Через пять дней Костя привез их домой. В пустой прежде комнате стояли детская мебель, кроватка, в шкафу высились стопки пеленок, подгузников, распашонок, а в ванной стояла стиральная машина.
Диана была счастлива рождением сына и вся светилась от переполнявших ее чувств, хотя проблемы с кормлением возникли с первых дней. Дико болели груди, налившиеся молоком, – малыш был с ленцой и, почмокав пять минут, засыпал. Диане приходилось сцеживаться чуть ли не круглосуточно, она недосыпала и даже плакала тайком. Мысль о том, что эти хлопоты неизбежны, была слабым утешением, но пока Диана размышляла о тяжелой женской судьбе, все устроилось. Малыш оказался обжорой, и после нескольких недель мучений Диана вздохнула свободней.
Костя помогал ей как мог: стирал пеленки, подгузники, привозил домой массажистку, таскал сумки с продуктами, звонил с работы по двадцать раз в день и мчался к Диане по первому ее зову.
На четвертой неделе жизни малыш стал называться Марком Константиновичем и при звуках своего имени совершенно очаровательно улыбался беззубым ртом.
Дела у Кости на работе приняли совершенно неожиданный поворот: теперь, с милостивого разрешения власть предержащих, Костя на свой страх и риск организовывал под эгидой горкома молодежные центры, кооперативы и кафе, хозрасчетные организации.

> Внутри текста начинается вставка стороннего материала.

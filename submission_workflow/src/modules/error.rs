use std::fmt;

// WorkflowError is Clone + Send so it can cross the task boundary of a
// cancellable submission and be handed back to the wizard unchanged
#[derive(Debug, Clone, PartialEq)]
pub enum WorkflowError {
    // Record failed a required-field or consent check, the user has to correct it
    ValidationError(String),
    // Simulated network failure, the caller may retry
    TransientError(String),
    // Lookup of a submission id that is not in the log
    NotFoundError(String),
    // Submission was aborted before it completed
    Cancelled,
    // Reading or writing the local store failed
    StorageError(String),
    // Error for JSON serialization
    JsonSerializationError(String),
    // Error for JSON deserialization
    JsonDeserializationError(String),
    // Spawned submission task panicked or was torn down by the runtime
    TaskError(String),
}

impl WorkflowError {
    // Only simulated network failures are worth another attempt
    pub fn is_retryable(&self) -> bool {
        matches!(self, WorkflowError::TransientError(_))
    }
}

impl fmt::Display for WorkflowError {
    fn fmt(&self, f: &mut fmt::Formatter<'_>) -> fmt::Result {
        match self {
            WorkflowError::ValidationError(err) => write!(f, "Validation error: {}", err),
            WorkflowError::TransientError(err) => write!(f, "Transient error: {}", err),
            WorkflowError::NotFoundError(id) => write!(f, "Submission not found: {}", id),
            WorkflowError::Cancelled => write!(f, "Submission cancelled"),
            WorkflowError::StorageError(err) => write!(f, "Storage error: {}", err),
            WorkflowError::JsonSerializationError(err) => write!(f, "JSON serialization error: {}", err),
            WorkflowError::JsonDeserializationError(err) => write!(f, "JSON deserialization error: {}", err),
            WorkflowError::TaskError(err) => write!(f, "Task error: {}", err),
        }
    }
}

impl std::error::Error for WorkflowError {}

#[cfg(test)]
mod tests {
    use super::*;

    #[test]
    fn only_transient_errors_are_retryable() {
        assert!(WorkflowError::TransientError("Network error".to_string()).is_retryable());
        assert!(!WorkflowError::ValidationError("missing".to_string()).is_retryable());
        assert!(!WorkflowError::NotFoundError("abc".to_string()).is_retryable());
        assert!(!WorkflowError::Cancelled.is_retryable());
    }

    #[test]
    fn not_found_names_the_id() {
        let err = WorkflowError::NotFoundError("abc-123".to_string());
        assert_eq!(err.to_string(), "Submission not found: abc-123");
    }
}
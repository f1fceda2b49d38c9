use serde::Deserialize;
use std::fs::File;
use std::io::Read;
use std::path::PathBuf;
use std::time::Duration;

use crate::modules::submission_log::DEFAULT_STORAGE_KEY;

#[derive(Debug, Default, Deserialize)]
#[serde(default)]
pub struct Config {
    pub submission_client: SubmissionClientConfig,
    pub submission_log: SubmissionLogConfig,
}

#[derive(Debug, Clone, Deserialize)]
#[serde(default)]
pub struct SubmissionClientConfig {
    // Simulated round-trip before the mock answers
    pub latency_ms: u64,
    // Probability in [0, 1] that an otherwise valid submission fails
    pub failure_rate: f64,
    // Attempts the binary makes before giving up on transient errors
    pub max_retry_attempts: u32,
    // Seconds between those attempts
    pub retry_interval: u64,
    // Fixed seed for the failure roll, random when unset
    pub seed: Option<u64>,
}

impl Default for SubmissionClientConfig {
    fn default() -> Self {
        Self {
            latency_ms: 2000,
            failure_rate: 0.05,
            max_retry_attempts: 3,
            retry_interval: 1,
            seed: None,
        }
    }
}

impl SubmissionClientConfig {
    pub fn latency(&self) -> Duration {
        Duration::from_millis(self.latency_ms)
    }
}

#[derive(Debug, Clone, Deserialize)]
#[serde(default)]
pub struct SubmissionLogConfig {
    // Relative to the workspace root, like the default config path
    pub path: PathBuf,
    pub storage_key: String,
}

impl Default for SubmissionLogConfig {
    fn default() -> Self {
        Self {
            path: PathBuf::from("submission_workflow/data/local_storage.json"),
            storage_key: DEFAULT_STORAGE_KEY.to_string(),
        }
    }
}

pub fn load_config(path: &str) -> Result<Config, Box<dyn std::error::Error>> {
    let mut file = File::open(path)?;
    let mut contents = String::new();
    file.read_to_string(&mut contents)?;

    parse_config(&contents)
}

pub fn parse_config(contents: &str) -> Result<Config, Box<dyn std::error::Error>> {
    let config: Config = toml::from_str(contents)?;

    let rate = config.submission_client.failure_rate;
    if !(0.0..=1.0).contains(&rate) {
        return Err(format!("failure_rate must be within [0, 1], got {}", rate).into());
    }
    Ok(config)
}

#[cfg(test)]
mod tests {
    use super::*;

    #[test]
    fn missing_sections_fall_back_to_defaults() {
        let config = parse_config("").unwrap();
        assert_eq!(config.submission_client.latency_ms, 2000);
        assert_eq!(config.submission_client.failure_rate, 0.05);
        assert_eq!(config.submission_log.storage_key, "malama_submissions");
    }

    #[test]
    fn reads_partial_sections() {
        let config = parse_config(
            r#"
            [submission_client]
            latency_ms = 10
            seed = 7

            [submission_log]
            path = "/tmp/store.json"
            "#,
        )
        .unwrap();
        assert_eq!(config.submission_client.latency(), Duration::from_millis(10));
        assert_eq!(config.submission_client.seed, Some(7));
        assert_eq!(config.submission_client.max_retry_attempts, 3);
        assert_eq!(config.submission_log.path, PathBuf::from("/tmp/store.json"));
        assert_eq!(config.submission_log.storage_key, "malama_submissions");
    }

    #[test]
    fn rejects_out_of_range_failure_rate() {
        let err = parse_config("[submission_client]\nfailure_rate = 1.5\n").unwrap_err();
        assert!(err.to_string().contains("failure_rate"));
    }

    #[test]
    fn shipped_config_parses() {
        let contents = include_str!("../Config.toml");
        let config = parse_config(contents).unwrap();
        assert_eq!(config.submission_client.failure_rate, 0.05);
        assert_eq!(config.submission_log.path, SubmissionLogConfig::default().path);
    }
}
use std::{
    collections::BTreeMap,
    fs,
    path::{Path, PathBuf},
};
use log::debug;
use crate::modules::error::WorkflowError;

// Key/value string store standing in for browser local storage.
// Every write flushes the whole map back to disk; there is no partial write.
pub struct LocalStore {
    // Backing file, None for a purely in-memory store
    path: Option<PathBuf>,
    items: BTreeMap<String, String>,
}

impl LocalStore {
    // Open the store at `path`, starting empty if the file does not exist yet
    pub fn open(path: impl AsRef<Path>) -> Result<Self, WorkflowError> {
        let path = path.as_ref().to_path_buf();
        let items = if path.exists() {
            let content = fs::read_to_string(&path)
                .map_err(|e| WorkflowError::StorageError(format!("{}: {}", path.display(), e)))?;
            if content.trim().is_empty() {
                BTreeMap::new()
            } else {
                serde_json::from_str(&content)
                    .map_err(|e| WorkflowError::JsonDeserializationError(e.to_string()))?
            }
        } else {
            BTreeMap::new()
        };
        debug!("Opened local store {} with {} keys", path.display(), items.len());
        Ok(Self { path: Some(path), items })
    }

    pub fn in_memory() -> Self {
        Self { path: None, items: BTreeMap::new() }
    }

    pub fn get_item(&self, key: &str) -> Option<&str> {
        self.items.get(key).map(String::as_str)
    }

    pub fn set_item(&mut self, key: &str, value: String) -> Result<(), WorkflowError> {
        self.items.insert(key.to_string(), value);
        self.flush()
    }

    pub fn remove_item(&mut self, key: &str) -> Result<(), WorkflowError> {
        if self.items.remove(key).is_some() {
            self.flush()?;
        }
        Ok(())
    }

    fn flush(&self) -> Result<(), WorkflowError> {
        let Some(path) = &self.path else {
            return Ok(());
        };

        if let Some(parent) = path.parent() {
            if !parent.as_os_str().is_empty() {
                fs::create_dir_all(parent)
                    .map_err(|e| WorkflowError::StorageError(format!("{}: {}", parent.display(), e)))?;
            }
        }

        let json = serde_json::to_string_pretty(&self.items)
            .map_err(|e| WorkflowError::JsonSerializationError(e.to_string()))?;
        fs::write(path, json)
            .map_err(|e| WorkflowError::StorageError(format!("{}: {}", path.display(), e)))
    }
}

Сначала – единицы, но к концу 1986 года уже по несколько в неделю.
– Перспективная штука, Ди, – рассказывал он, приходя с работы. – Конечно, девяносто процентов из них проворуются или разорятся, но десять выживут обязательно. Как говорит наш лидер: «Процесс пошел».
Диана, имеющая о кооперативных товарах нелестное мнение, поднимала бровь и предрекала скорую кончину халтурщикам, но ей возражал рассудительный Артур Гельфер.
– Дианочка, – говорил он, развалившись в кресле в гостиной, – ты глубоко заблуждаешься в своих выводах. Вымрут не халтурщики, а как раз те, кто работает на совесть. В нашем «Зазеркалье» нужно быть наглым и удачливым халтурщиком, и то, помяни мои слова, их задавят налогами, как мух. Год, два – и кооперативы канут в Лету. Кто поумнее, сделают на этом капитал для серьезных дел, кто-то сядет, кто-то улизнет с полными карманами. Рынок этими товарами не наполнить. Экономику полумерами не спасешь – это ей как мертвому припарки, но кое-кто на самом верху станет почти Рокфеллером. Или покруче. Смотри, кому это выгодно, Дианочка. У нас вор на воре сидит и им же погоняет. Вор у нас – двигатель прогресса, в этом основное отличие социализма от капитализма как экономической системы.
– Ты ему верь, – подтверждал Костя, – он у нас новый Карл Маркс.
Гельфер дико обижался, обзывая Костю мракобесом, и клялся, что при повторном оскорблении ноги его у Красновых не будет. Классика-основоположника Артур не любил невероятно, но не за саму теорию, мало ли кто чего спьяну не напридумывает, а за ее последователей, хотя, уж если говорить честно, к ним Маркс отношения не имел никакого.
– Должна же быть какая-то ответственность перед человечеством! – кипятился он. – Атомную бомбу изобрели – переживают, водородную изобрели – каются, а он такое натворил – и никаких мук совести: выпивал и блядствовал без зазрения совести до конца своих дней!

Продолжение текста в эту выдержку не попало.